By 1921, the Klan numbered c100,000 members! At its peak in 1924, 40,000 uniformed Klansmen paraded through the streets of Wash­ing­ton DC during the Democratic National Convent­ion. The group was so in­fluential many pol­iticians felt com­pelled to publicly support it or even to join, particularly in the Mid­west­ern states.

The 1920s marked the best years of the Women of the KKK/WKKK, right at the time when wo­m­en had been enfranchised in 1920 and were op­tim­istic about participating in civic life. Important and educated women were invited to a lecture where the topics ranged from the importance of the Bible and of education, to upholding the American Way. The female lect­ur­er asked the women if they would like to join a secret society dedicated to protecting these values. The women were then given white robes and white hoods, and a huge cross engulfed in flames. 
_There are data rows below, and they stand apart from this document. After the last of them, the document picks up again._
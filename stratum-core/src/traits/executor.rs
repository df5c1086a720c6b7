//! Stepper executor interface
//!
//! The executor owns the step queue and the stepper interrupt. Everything
//! it receives is already in actuator space.

use crate::motion::{ActuatorTarget, Axis};
use crate::traits::EndstopId;

/// One motor of a dual-motor axis
#[derive(Debug, Clone, Copy, PartialEq, Eq)]
#[cfg_attr(feature = "defmt", derive(defmt::Format))]
pub enum DualMotor {
    First,
    Second,
}

/// Queue and stepper control consumed by the motion pipeline
pub trait MotionExecutor {
    /// Queue a straight line in actuator space
    fn buffer_line(&mut self, target: &ActuatorTarget, feedrate_mm_s: f32, tool: u8);

    /// No room for another line right now
    fn queue_full(&self) -> bool;

    /// Lines are queued or executing
    fn is_busy(&self) -> bool;

    /// Redefine the current actuator position without moving
    fn set_position(&mut self, position: &ActuatorTarget);

    /// Actuator position derived from the step counters
    fn measured_position(&self) -> ActuatorTarget;

    /// Stop moves when an endstop triggers
    fn enable_endstops(&mut self, enabled: bool);

    /// Endstop triggered since the last [`clear_endstop_hits`](Self::clear_endstop_hits)
    fn endstop_hit(&self, endstop: EndstopId) -> bool;

    fn clear_endstop_hits(&mut self);

    /// Hold one motor of a dual-motor axis still while the other moves
    fn set_motor_locked(&mut self, _axis: Axis, _motor: DualMotor, _locked: bool) {}
}
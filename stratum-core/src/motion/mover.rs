//! Queueing helpers shared by the motion system, homing and probing
//!
//! A [`Mover`] borrows the geometry, the leveling surface, the executor and
//! the service hook for the duration of one operation.

use crate::kinematics::{Kinematics, KinematicsModel};
use crate::leveling::LevelingSurface;
use crate::motion::{Actuators, MoveError, Position, SegmentedMovePlanner};
use crate::traits::{MotionExecutor, Service};

pub struct Mover<'a, X, S> {
    kinematics: &'a KinematicsModel,
    leveling: &'a LevelingSurface,
    executor: &'a mut X,
    service: &'a mut S,
    tool: u8,
}

impl<'a, X: MotionExecutor, S: Service> Mover<'a, X, S> {
    pub fn new(
        kinematics: &'a KinematicsModel,
        leveling: &'a LevelingSurface,
        executor: &'a mut X,
        service: &'a mut S,
        tool: u8,
    ) -> Self {
        Self {
            kinematics,
            leveling,
            executor,
            service,
            tool,
        }
    }

    pub fn kinematics(&self) -> &'a KinematicsModel {
        self.kinematics
    }

    pub fn executor(&mut self) -> &mut X {
        self.executor
    }

    pub fn idle(&mut self) {
        self.service.idle();
    }

    /// Plan a raw move and queue every segment
    ///
    /// Waits for queue room between segments, polling the service hook.
    /// Nothing is queued if planning fails.
    pub fn line(&mut self, from: Position, to: Position, feedrate_mm_s: f32) -> Result<(), MoveError> {
        let planner = SegmentedMovePlanner::new(self.kinematics, self.leveling);
        for segment in planner.plan(from, to, feedrate_mm_s)? {
            while self.executor.queue_full() {
                self.service.idle();
            }
            self.executor
                .buffer_line(&segment.target, segment.feedrate_mm_s, self.tool);
            self.service.idle();
        }
        Ok(())
    }

    /// Block until the executor has run every queued line
    pub fn synchronize(&mut self) {
        while self.executor.is_busy() {
            self.service.idle();
        }
    }

    /// Raw position recovered from the executor's step counts
    pub fn measured_raw(&self) -> Position {
        let measured = self.executor.measured_position();
        let raw = self
            .leveling
            .unapply(self.kinematics.forward(measured.actuators()));
        Position::new(raw.x, raw.y, raw.z, measured.e)
    }

    /// Tell the executor it is at raw position `raw`
    pub fn set_raw_position(&mut self, raw: Position) {
        let target = self
            .kinematics
            .inverse(self.leveling.apply(raw.xyz()))
            .with_e(raw.e);
        self.executor.set_position(&target);
    }

    /// Blocking move of the actuators by `motion × distance` from where they are
    ///
    /// Runs in actuator space without planning or leveling. Used while the
    /// Cartesian position is not yet known.
    pub fn actuator_move(&mut self, motion: &Actuators, distance: f32, feedrate_mm_s: f32) {
        self.synchronize();
        let measured = self.executor.measured_position();
        self.executor.set_position(&measured);
        let target = measured
            .actuators()
            .offset_by(motion, distance)
            .with_e(measured.e);
        self.executor.buffer_line(&target, feedrate_mm_s, self.tool);
        self.synchronize();
    }
}
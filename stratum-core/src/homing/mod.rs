//! Axis homing
//!
//! Each axis is referenced against its switch by a small, explicit state
//! machine. The sequencer drives that machine with real moves and handles
//! machine-specific orderings (delta tower groups, Z-safe homing).

pub mod machine;
pub mod sequencer;

pub use machine::{HomingError, HomingEvent, HomingPlan, HomingState};
pub use sequencer::{HomingOutcome, HomingSequencer};
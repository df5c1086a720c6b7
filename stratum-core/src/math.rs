//! Float helpers
//!
//! `core` has no transcendental functions, so these route through `libm`.

#[inline]
pub fn sqrt(x: f32) -> f32 {
    libm::sqrtf(x)
}

#[inline]
pub fn abs(x: f32) -> f32 {
    libm::fabsf(x)
}

#[inline]
pub fn floor(x: f32) -> f32 {
    libm::floorf(x)
}

#[inline]
pub fn round(x: f32) -> f32 {
    libm::roundf(x)
}

#[inline]
pub fn sin(x: f32) -> f32 {
    libm::sinf(x)
}

#[inline]
pub fn cos(x: f32) -> f32 {
    libm::cosf(x)
}

#[inline]
pub fn atan2(y: f32, x: f32) -> f32 {
    libm::atan2f(y, x)
}

/// Squared length of a 2D vector
#[inline]
pub fn hypot2(x: f32, y: f32) -> f32 {
    x * x + y * y
}

/// Treats magnitudes below a micron-scale threshold as zero
#[inline]
pub fn near_zero(x: f32) -> bool {
    abs(x) < 0.000_01
}
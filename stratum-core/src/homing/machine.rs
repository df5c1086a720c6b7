//! Homing cycle state machine
//!
//! One cycle references one axis (or one delta tower) against its switch.
//! The cycle is a pure function of the current state, an event and the
//! cycle's plan; the sequencer performs the moves and feeds back events.

use crate::motion::{Axis, MoveError};

/// Why a homing cycle failed
#[derive(Debug, Clone, Copy, PartialEq, Eq)]
#[cfg_attr(feature = "defmt", derive(defmt::Format))]
pub enum HomingError {
    /// The switch did not trigger within the travel budget
    EndstopNotTriggered,
    /// Z-safe homing needs this axis referenced first
    AxisNotKnown(Axis),
    /// The axis has no homing switch (E)
    NotHomeable,
    /// A positioning move could not be planned
    Move(MoveError),
}

impl From<MoveError> for HomingError {
    fn from(e: MoveError) -> Self {
        HomingError::Move(e)
    }
}

/// What happened since the last transition
#[derive(Debug, Clone, Copy, PartialEq, Eq)]
#[cfg_attr(feature = "defmt", derive(defmt::Format))]
pub enum HomingEvent {
    /// Begin the cycle
    Start,
    /// Seek move ended with the switch triggered
    Triggered,
    /// Seek move ran its full length without a trigger
    Missed,
    /// A non-seeking move finished
    MoveComplete,
    /// External abort
    Abort(HomingError),
}

/// Optional phases of a cycle
#[derive(Debug, Clone, Copy, PartialEq, Eq, Default)]
#[cfg_attr(feature = "defmt", derive(defmt::Format))]
pub struct HomingPlan {
    /// Back off and re-approach slowly after the first touch
    pub bump: bool,
    /// Square a dual-motor axis after the slow touch
    pub dual_trim: bool,
}

/// Homing cycle states
#[derive(Debug, Clone, Copy, PartialEq, Eq)]
#[cfg_attr(feature = "defmt", derive(defmt::Format))]
pub enum HomingState {
    /// Cycle not started
    Unhomed,
    /// Fast approach toward the switch
    SeekFast,
    /// Retreat by the bump distance
    BackOff,
    /// Slow re-approach
    SeekSlow,
    /// Move one motor of a dual axis by the trim
    DualTrim,
    /// Axis referenced
    Homed,
    /// Cycle failed
    Aborted(HomingError),
}

impl HomingState {
    pub fn is_terminal(&self) -> bool {
        matches!(self, HomingState::Homed | HomingState::Aborted(_))
    }

    /// Next state for `event`
    pub fn transition(self, event: HomingEvent, plan: &HomingPlan) -> Self {
        use HomingEvent::*;
        use HomingState::*;

        let touched = if plan.dual_trim { DualTrim } else { Homed };

        match (self, event) {
            (Unhomed, Start) => SeekFast,

            (SeekFast, Triggered) if plan.bump => BackOff,
            (SeekFast, Triggered) => touched,
            (SeekFast, Missed) => Aborted(HomingError::EndstopNotTriggered),

            (BackOff, MoveComplete) => SeekSlow,

            (SeekSlow, Triggered) => touched,
            (SeekSlow, Missed) => Aborted(HomingError::EndstopNotTriggered),

            (DualTrim, MoveComplete) => Homed,

            (state, Abort(e)) if !state.is_terminal() => Aborted(e),

            // Default: stay in current state
            _ => self,
        }
    }
}

#[cfg(test)]
mod tests {
    use super::*;

    const FULL: HomingPlan = HomingPlan {
        bump: true,
        dual_trim: true,
    };

    #[test]
    fn test_full_cycle() {
        let mut state = HomingState::Unhomed;
        for (event, expected) in [
            (HomingEvent::Start, HomingState::SeekFast),
            (HomingEvent::Triggered, HomingState::BackOff),
            (HomingEvent::MoveComplete, HomingState::SeekSlow),
            (HomingEvent::Triggered, HomingState::DualTrim),
            (HomingEvent::MoveComplete, HomingState::Homed),
        ] {
            state = state.transition(event, &FULL);
            assert_eq!(state, expected);
        }
    }

    #[test]
    fn test_zero_bump_skips_slow_phase() {
        let plan = HomingPlan::default();
        let state = HomingState::SeekFast.transition(HomingEvent::Triggered, &plan);
        assert_eq!(state, HomingState::Homed);
    }

    #[test]
    fn test_missed_switch_aborts() {
        for state in [HomingState::SeekFast, HomingState::SeekSlow] {
            assert_eq!(
                state.transition(HomingEvent::Missed, &FULL),
                HomingState::Aborted(HomingError::EndstopNotTriggered)
            );
        }
    }

    #[test]
    fn test_terminal_states_ignore_events() {
        let aborted = HomingState::Aborted(HomingError::NotHomeable);
        assert_eq!(aborted.transition(HomingEvent::Start, &FULL), aborted);
        assert_eq!(
            HomingState::Homed.transition(HomingEvent::Abort(HomingError::NotHomeable), &FULL),
            HomingState::Homed
        );
    }

    #[test]
    fn test_abort_from_any_active_state() {
        let err = HomingError::Move(MoveError::Stopped);
        for state in [
            HomingState::SeekFast,
            HomingState::BackOff,
            HomingState::SeekSlow,
            HomingState::DualTrim,
        ] {
            assert_eq!(state.transition(HomingEvent::Abort(err), &FULL), HomingState::Aborted(err));
        }
    }

    #[test]
    fn test_unexpected_event_keeps_state() {
        assert_eq!(
            HomingState::BackOff.transition(HomingEvent::Triggered, &FULL),
            HomingState::BackOff
        );
    }
}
Ku Klux Klan Ladies' Auxiliary float 
Celebrating Ohio’s Centennial, 1925 
Signs proclaim Protestantism, Womanhood and Public Schools. 
Credit: Ohio Memory Collection 

As Kathleen Blee noted in Women of the Klan, many believed that moral women (in every country) were either neutral about racism or were inspired by equality and just­ice; that women would NEVER approve of slavery or lynchings. As a result, many people greatly under­estimated wom­en’s con­tribution to KKK revival. Centred in Little Rock Arkansas and spread across the nation, half a million women joined the KKK during this era!!

WKKK members were not peripheral; they were major actors in the Klan. They were successful largely because a] the women were better at public relations than the men, and b] women were better at hiding their white supremacist mission behind a facade of Social Welfare.

Pamphlets from the WKKK asked women: “Are you interested in the Welfare of our Nat­ion? As an Enfranchised woman are you interested in better gov­er­n­ment? Should we not interest ourselves in better education for our children?” The women organised parades and food drives, with the benefits sent to Klan families or orphanages.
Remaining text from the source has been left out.